*Task objective*.
Take every line from the data that has the word "NotAnEntry" in it.

┄┄┄┄┄┄

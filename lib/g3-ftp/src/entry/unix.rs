/*
 * SPDX-License-Identifier: Apache-2.0
 * Copyright 2025 ByteDance and/or its affiliates.
 */

use std::str::FromStr;

use chrono::{DateTime, Datelike, NaiveDate, Utc};

use super::{FtpEntry, FtpEntryType, time_val};
use crate::error::FtpEntryParseError;

// drwxr-xr-x   2 owner group  4096 Dec 01 10:20 name
// -rw-r--r--   1 owner  14 Dec 01  2021 name
pub(super) fn parse_line(
    line: &str,
    fields: &[(usize, &str)],
    now: DateTime<Utc>,
) -> Result<FtpEntry, FtpEntryParseError> {
    let mode = fields[0].1;
    if mode == "total" && fields.len() == 2 {
        return Err(FtpEntryParseError::NotAnEntry);
    }
    if mode.len() < 10 {
        return Err(FtpEntryParseError::UnsupportedFormat);
    }
    let entry_type =
        FtpEntryType::from_unix_mode(mode).ok_or(FtpEntryParseError::UnsupportedFormat)?;

    let month_at = locate_month(fields).ok_or(FtpEntryParseError::UnsupportedFormat)?;
    let Some((name_offset, _)) = fields.get(month_at + 3) else {
        return Err(FtpEntryParseError::EmptyName);
    };

    let size = u64::from_str(fields[month_at - 1].1).map_err(|_| FtpEntryParseError::InvalidSize)?;
    let mtime = parse_time(
        fields[month_at].1,
        fields[month_at + 1].1,
        fields[month_at + 2].1,
        now,
    );

    let name = &line[*name_offset..];
    let mut entry = match name.split_once(" -> ") {
        Some((name, target)) if entry_type == FtpEntryType::Link => {
            let mut entry = FtpEntry::new(name, entry_type);
            entry.target = Some(target.to_string());
            entry
        }
        _ => FtpEntry::new(name, entry_type),
    };
    entry.size = size;
    entry.mtime = mtime;
    Ok(entry)
}

/// Find the index of the month field, which follows the size field.
///
/// The group column, and even the link count, are optional. If no month name
/// can be found, the field count decides.
fn locate_month(fields: &[(usize, &str)]) -> Option<usize> {
    if fields.len() < 7 {
        return None;
    }

    for i in 3..=fields.len() - 3 {
        if time_val::month_from_abbr(fields[i].1).is_some()
            && is_all_digits(fields[i - 1].1)
            && looks_like_day_and_time(fields[i + 1].1, fields[i + 2].1)
        {
            return Some(i);
        }
    }

    if fields.len() >= 9 {
        Some(5)
    } else if fields.len() == 8 {
        Some(4)
    } else {
        None
    }
}

fn is_all_digits(s: &str) -> bool {
    s.bytes().all(|c| c.is_ascii_digit())
}

fn looks_like_day_and_time(day: &str, time_or_year: &str) -> bool {
    if day.len() > 2 || !is_all_digits(day) {
        return false;
    }
    match time_or_year.split_once(':') {
        Some((h, m)) => is_all_digits(h) && is_all_digits(m),
        None => is_all_digits(time_or_year),
    }
}

fn parse_time(
    month: &str,
    day: &str,
    time_or_year: &str,
    now: DateTime<Utc>,
) -> Option<DateTime<Utc>> {
    let month = time_val::month_from_abbr(month)?;
    let day = u32::from_str(day).ok()?;

    if let Some((hour, minute)) = time_or_year.split_once(':') {
        let hour = u32::from_str(hour).ok()?;
        let minute = u32::from_str(minute).ok()?;
        let at_year = |year: i32| -> Option<DateTime<Utc>> {
            let dt = NaiveDate::from_ymd_opt(year, month, day)?.and_hms_opt(hour, minute, 0)?;
            Some(dt.and_utc())
        };
        // recent files have no year, and they are never in the future
        match at_year(now.year()) {
            Some(t) if t <= now => Some(t),
            _ => at_year(now.year() - 1),
        }
    } else {
        let year = i32::from_str(time_or_year).ok()?;
        let dt = NaiveDate::from_ymd_opt(year, month, day)?.and_hms_opt(0, 0, 0)?;
        Some(dt.and_utc())
    }
}

#[cfg(test)]
mod tests {
    use super::super::{parse_list_line_at, split_fields};
    use super::*;

    fn now() -> DateTime<Utc> {
        DateTime::parse_from_rfc3339("2024-03-15T12:00:00+00:00")
            .unwrap()
            .with_timezone(&Utc)
    }

    fn parse(line: &str) -> Result<FtpEntry, FtpEntryParseError> {
        parse_list_line_at(line, now())
    }

    #[test]
    fn file_with_year() {
        let entry = parse("-rw-r--r--   1 ftp      ftp            14 Dec 01  2021 magic-file").unwrap();
        assert_eq!(entry.name, "magic-file");
        assert_eq!(entry.entry_type, FtpEntryType::File);
        assert_eq!(entry.size, 14);
        assert_eq!(
            entry.mtime.unwrap().to_rfc3339(),
            "2021-12-01T00:00:00+00:00"
        );
    }

    #[test]
    fn dir_without_year() {
        let entry = parse("drwxr-xr-x    2 ftp      ftp          4096 Mar 01 10:20 incoming").unwrap();
        assert!(entry.is_dir());
        assert_eq!(
            entry.mtime.unwrap().to_rfc3339(),
            "2024-03-01T10:20:00+00:00"
        );

        // a date after now belongs to last year
        let entry = parse("drwxr-xr-x    2 ftp      ftp          4096 Dec 24 10:20 incoming").unwrap();
        assert_eq!(
            entry.mtime.unwrap().to_rfc3339(),
            "2023-12-24T10:20:00+00:00"
        );
    }

    #[test]
    fn no_group_column() {
        let entry = parse("-rw-r--r-- 1 owner 1024 Jan 5 2020 my file.txt").unwrap();
        assert_eq!(entry.name, "my file.txt");
        assert_eq!(entry.size, 1024);
    }

    #[test]
    fn link() {
        let entry =
            parse("lrwxrwxrwx   1 root root  7 Jan  1 12:00 latest -> v1.2.3").unwrap();
        assert_eq!(entry.entry_type, FtpEntryType::Link);
        assert_eq!(entry.name, "latest");
        assert_eq!(entry.target.as_deref(), Some("v1.2.3"));
    }

    #[test]
    fn bad_date_keeps_entry() {
        let entry = parse("-rw-r--r--   1 ftp ftp  14 Feb 30 2021 odd").unwrap();
        assert_eq!(entry.name, "odd");
        assert!(entry.mtime.is_none());

        let entry = parse("-rw-r--r--   1 ftp ftp  14 Xyz 30 2021 odd").unwrap();
        assert_eq!(entry.size, 14);
        assert!(entry.mtime.is_none());
    }

    #[test]
    fn not_entries() {
        assert_eq!(parse("total 12"), Err(FtpEntryParseError::NotAnEntry));
        assert_eq!(
            parse("-rw-r--r--   1 ftp ftp  x14 Jan 30 2021 f"),
            Err(FtpEntryParseError::InvalidSize)
        );
        assert_eq!(
            parse("-rw-r--r--   1 ftp ftp  14 Jan 30 2021"),
            Err(FtpEntryParseError::EmptyName)
        );
        assert_eq!(
            parse("?rw-r--r--   1 ftp ftp  14 Jan 30 2021 f"),
            Err(FtpEntryParseError::UnsupportedFormat)
        );
    }

    #[test]
    fn locate() {
        let fields = split_fields("-rw-r--r-- 1 a b 14 Jan 30 2021 f");
        assert_eq!(locate_month(&fields), Some(5));
        let fields = split_fields("-rw-r--r-- 1 a 14 Jan 30 2021 f");
        assert_eq!(locate_month(&fields), Some(4));
        let fields = split_fields("-rw-r--r-- 1 1000 mar 14 Jan 30 2021 f");
        assert_eq!(locate_month(&fields), Some(5));
        let fields = split_fields("-rw-r--r-- 1 a");
        assert_eq!(locate_month(&fields), None);
    }
}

┄┄┄┄┄┄

*Task response*.
        return Err(FtpEntryParseError::NotAnEntry);
        assert_eq!(parse("total 12"), Err(FtpEntryParseError::NotAnEntry));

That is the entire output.